:: How to complete this task ::
Go over the data and keep only the lines that include "grayscale".

:: Exercise data ::
--- START ---
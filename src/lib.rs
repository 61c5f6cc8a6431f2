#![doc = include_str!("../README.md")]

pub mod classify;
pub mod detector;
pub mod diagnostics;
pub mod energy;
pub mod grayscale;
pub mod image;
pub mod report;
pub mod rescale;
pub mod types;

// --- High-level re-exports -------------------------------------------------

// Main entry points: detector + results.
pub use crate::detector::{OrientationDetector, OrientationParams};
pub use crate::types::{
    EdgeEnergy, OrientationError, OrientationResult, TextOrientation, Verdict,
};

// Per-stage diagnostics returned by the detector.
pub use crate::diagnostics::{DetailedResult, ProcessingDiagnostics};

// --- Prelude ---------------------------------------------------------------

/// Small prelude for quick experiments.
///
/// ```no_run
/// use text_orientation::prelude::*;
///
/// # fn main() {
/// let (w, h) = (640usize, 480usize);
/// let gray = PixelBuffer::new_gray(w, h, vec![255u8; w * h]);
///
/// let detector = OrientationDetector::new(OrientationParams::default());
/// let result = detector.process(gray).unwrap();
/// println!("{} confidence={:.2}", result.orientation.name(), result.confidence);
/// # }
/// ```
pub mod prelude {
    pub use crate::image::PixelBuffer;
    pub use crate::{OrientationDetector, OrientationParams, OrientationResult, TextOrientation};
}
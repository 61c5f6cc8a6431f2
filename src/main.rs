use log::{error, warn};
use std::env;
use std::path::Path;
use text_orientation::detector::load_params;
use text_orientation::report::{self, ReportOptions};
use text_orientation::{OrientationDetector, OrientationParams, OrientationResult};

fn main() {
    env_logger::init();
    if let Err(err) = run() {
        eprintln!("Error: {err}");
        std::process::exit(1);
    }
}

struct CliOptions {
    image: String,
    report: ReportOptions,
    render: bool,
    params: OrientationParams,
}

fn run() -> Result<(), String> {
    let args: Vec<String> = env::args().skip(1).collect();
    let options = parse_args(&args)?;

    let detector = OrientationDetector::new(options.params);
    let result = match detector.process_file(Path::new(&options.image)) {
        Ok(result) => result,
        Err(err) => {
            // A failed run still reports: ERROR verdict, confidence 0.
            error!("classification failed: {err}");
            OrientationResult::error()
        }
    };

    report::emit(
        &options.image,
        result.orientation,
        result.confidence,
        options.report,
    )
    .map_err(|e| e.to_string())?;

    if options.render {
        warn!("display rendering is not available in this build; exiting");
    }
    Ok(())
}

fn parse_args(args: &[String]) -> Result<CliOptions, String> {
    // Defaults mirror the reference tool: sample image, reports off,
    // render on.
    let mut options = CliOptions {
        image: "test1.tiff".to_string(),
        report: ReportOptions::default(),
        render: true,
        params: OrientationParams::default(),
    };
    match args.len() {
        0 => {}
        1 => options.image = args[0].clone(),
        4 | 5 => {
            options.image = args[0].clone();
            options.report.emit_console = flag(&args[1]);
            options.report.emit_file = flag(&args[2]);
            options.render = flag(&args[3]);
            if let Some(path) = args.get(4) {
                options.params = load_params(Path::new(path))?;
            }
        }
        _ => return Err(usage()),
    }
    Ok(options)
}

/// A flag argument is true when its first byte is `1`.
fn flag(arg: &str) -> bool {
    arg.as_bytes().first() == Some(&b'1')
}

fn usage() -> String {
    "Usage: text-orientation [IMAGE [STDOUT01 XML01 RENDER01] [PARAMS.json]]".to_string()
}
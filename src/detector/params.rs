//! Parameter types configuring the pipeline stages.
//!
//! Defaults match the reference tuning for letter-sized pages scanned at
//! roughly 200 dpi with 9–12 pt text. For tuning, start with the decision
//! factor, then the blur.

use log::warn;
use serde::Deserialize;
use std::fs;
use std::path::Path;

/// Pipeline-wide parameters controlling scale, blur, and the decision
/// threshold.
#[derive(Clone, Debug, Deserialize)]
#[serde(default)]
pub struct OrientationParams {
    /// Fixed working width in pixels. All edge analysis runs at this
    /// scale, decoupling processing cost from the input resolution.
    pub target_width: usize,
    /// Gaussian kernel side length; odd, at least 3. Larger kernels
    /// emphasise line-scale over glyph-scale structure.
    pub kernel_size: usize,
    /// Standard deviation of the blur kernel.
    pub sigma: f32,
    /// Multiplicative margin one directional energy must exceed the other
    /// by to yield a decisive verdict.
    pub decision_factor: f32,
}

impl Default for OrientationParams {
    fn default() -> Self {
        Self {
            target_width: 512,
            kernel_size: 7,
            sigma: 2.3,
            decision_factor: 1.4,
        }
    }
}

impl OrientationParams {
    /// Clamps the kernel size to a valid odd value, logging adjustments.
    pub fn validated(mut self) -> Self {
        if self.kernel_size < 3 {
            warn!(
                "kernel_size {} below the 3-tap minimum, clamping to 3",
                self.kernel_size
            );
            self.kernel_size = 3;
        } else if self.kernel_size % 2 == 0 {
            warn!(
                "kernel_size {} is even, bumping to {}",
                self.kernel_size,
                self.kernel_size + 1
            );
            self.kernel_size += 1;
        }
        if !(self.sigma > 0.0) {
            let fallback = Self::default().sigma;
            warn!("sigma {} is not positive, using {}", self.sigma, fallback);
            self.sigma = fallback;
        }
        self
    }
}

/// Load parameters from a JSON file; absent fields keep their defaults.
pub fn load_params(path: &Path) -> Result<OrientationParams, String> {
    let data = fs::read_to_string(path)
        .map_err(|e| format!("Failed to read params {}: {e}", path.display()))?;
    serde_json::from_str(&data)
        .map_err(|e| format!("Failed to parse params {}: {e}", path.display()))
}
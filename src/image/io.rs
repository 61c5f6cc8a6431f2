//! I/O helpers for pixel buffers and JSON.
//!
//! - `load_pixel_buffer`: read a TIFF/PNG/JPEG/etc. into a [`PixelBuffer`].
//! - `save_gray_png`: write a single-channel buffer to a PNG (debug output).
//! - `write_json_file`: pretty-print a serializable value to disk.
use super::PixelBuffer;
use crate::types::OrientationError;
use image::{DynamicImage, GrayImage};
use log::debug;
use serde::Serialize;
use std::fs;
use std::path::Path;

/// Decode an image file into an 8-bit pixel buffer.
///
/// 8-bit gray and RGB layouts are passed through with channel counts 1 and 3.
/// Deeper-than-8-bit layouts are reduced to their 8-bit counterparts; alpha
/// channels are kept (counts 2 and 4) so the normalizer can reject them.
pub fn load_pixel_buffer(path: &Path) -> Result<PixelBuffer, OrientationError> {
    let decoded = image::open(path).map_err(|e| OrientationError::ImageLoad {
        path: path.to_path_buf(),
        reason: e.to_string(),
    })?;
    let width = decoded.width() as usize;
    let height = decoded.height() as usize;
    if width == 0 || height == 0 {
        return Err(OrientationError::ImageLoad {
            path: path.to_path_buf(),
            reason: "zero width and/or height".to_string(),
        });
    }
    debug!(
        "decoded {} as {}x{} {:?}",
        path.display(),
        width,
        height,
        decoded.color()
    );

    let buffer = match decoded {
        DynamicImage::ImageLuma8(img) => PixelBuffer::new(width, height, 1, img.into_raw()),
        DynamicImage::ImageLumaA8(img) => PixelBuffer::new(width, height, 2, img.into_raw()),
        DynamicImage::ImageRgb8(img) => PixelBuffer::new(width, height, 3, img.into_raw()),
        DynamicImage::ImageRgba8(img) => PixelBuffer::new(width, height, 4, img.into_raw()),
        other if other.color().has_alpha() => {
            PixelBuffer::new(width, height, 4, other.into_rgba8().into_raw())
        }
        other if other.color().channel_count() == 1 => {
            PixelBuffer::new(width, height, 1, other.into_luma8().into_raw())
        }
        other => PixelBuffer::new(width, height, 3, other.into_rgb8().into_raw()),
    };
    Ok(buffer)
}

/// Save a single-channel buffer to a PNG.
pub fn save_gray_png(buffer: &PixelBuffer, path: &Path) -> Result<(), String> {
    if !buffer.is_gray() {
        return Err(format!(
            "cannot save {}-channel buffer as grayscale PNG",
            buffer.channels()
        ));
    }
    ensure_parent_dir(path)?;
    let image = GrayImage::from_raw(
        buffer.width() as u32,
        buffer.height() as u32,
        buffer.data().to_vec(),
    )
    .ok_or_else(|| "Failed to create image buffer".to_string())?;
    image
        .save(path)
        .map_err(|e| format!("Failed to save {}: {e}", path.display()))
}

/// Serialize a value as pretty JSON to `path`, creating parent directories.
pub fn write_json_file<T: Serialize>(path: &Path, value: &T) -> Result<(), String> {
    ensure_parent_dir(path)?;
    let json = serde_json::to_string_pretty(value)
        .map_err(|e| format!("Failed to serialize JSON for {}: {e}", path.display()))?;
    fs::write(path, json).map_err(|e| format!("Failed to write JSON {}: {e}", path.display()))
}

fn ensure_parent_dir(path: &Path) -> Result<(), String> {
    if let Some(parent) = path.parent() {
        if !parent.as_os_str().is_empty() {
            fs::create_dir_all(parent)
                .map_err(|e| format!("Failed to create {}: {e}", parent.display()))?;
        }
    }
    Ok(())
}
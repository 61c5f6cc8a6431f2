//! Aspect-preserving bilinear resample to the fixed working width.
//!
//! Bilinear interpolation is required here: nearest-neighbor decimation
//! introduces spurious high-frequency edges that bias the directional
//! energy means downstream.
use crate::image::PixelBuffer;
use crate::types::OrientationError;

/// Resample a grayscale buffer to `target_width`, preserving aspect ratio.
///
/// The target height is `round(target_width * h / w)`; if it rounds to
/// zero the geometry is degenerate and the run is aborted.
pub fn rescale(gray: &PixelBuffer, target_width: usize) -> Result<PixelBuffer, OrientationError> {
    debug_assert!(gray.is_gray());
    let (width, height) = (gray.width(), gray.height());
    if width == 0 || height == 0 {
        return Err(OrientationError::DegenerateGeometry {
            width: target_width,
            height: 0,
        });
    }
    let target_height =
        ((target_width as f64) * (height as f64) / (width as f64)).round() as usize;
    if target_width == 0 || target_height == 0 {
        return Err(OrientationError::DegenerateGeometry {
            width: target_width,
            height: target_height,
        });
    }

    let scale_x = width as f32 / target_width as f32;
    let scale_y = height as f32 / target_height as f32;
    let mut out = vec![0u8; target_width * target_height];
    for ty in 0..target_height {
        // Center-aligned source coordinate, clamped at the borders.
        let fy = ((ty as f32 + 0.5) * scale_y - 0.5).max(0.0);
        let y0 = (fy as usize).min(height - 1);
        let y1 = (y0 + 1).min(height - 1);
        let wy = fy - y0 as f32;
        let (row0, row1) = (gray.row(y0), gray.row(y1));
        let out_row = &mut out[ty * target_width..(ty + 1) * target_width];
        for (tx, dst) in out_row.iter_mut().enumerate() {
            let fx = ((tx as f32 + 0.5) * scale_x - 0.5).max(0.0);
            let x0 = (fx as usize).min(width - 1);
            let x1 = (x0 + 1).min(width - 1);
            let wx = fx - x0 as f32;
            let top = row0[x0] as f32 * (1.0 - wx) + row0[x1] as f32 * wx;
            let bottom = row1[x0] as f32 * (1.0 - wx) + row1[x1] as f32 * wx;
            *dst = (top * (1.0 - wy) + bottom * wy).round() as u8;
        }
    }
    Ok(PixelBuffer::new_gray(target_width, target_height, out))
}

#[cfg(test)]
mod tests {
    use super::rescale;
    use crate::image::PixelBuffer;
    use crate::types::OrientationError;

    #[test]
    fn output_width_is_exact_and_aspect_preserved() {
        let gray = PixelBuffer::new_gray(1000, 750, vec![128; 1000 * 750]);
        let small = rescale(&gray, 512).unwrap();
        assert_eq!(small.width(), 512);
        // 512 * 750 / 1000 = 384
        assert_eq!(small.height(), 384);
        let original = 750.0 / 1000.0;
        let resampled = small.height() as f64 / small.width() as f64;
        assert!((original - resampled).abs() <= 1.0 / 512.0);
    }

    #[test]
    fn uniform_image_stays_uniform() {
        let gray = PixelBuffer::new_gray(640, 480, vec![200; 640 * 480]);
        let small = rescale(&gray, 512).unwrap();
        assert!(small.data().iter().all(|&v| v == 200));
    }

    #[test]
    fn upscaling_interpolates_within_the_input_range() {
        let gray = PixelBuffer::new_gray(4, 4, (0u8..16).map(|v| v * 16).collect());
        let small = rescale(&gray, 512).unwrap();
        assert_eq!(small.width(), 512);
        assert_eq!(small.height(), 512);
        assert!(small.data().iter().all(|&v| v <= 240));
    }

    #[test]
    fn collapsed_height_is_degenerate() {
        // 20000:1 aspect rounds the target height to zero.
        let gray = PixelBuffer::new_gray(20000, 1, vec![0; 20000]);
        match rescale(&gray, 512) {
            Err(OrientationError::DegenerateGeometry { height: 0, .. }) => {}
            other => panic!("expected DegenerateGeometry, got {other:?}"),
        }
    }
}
--- END ---
:: Solved problem ::
pub mod grayscale;
            "cannot save {}-channel buffer as grayscale PNG",
/// Resample a grayscale buffer to `target_width`, preserving aspect ratio.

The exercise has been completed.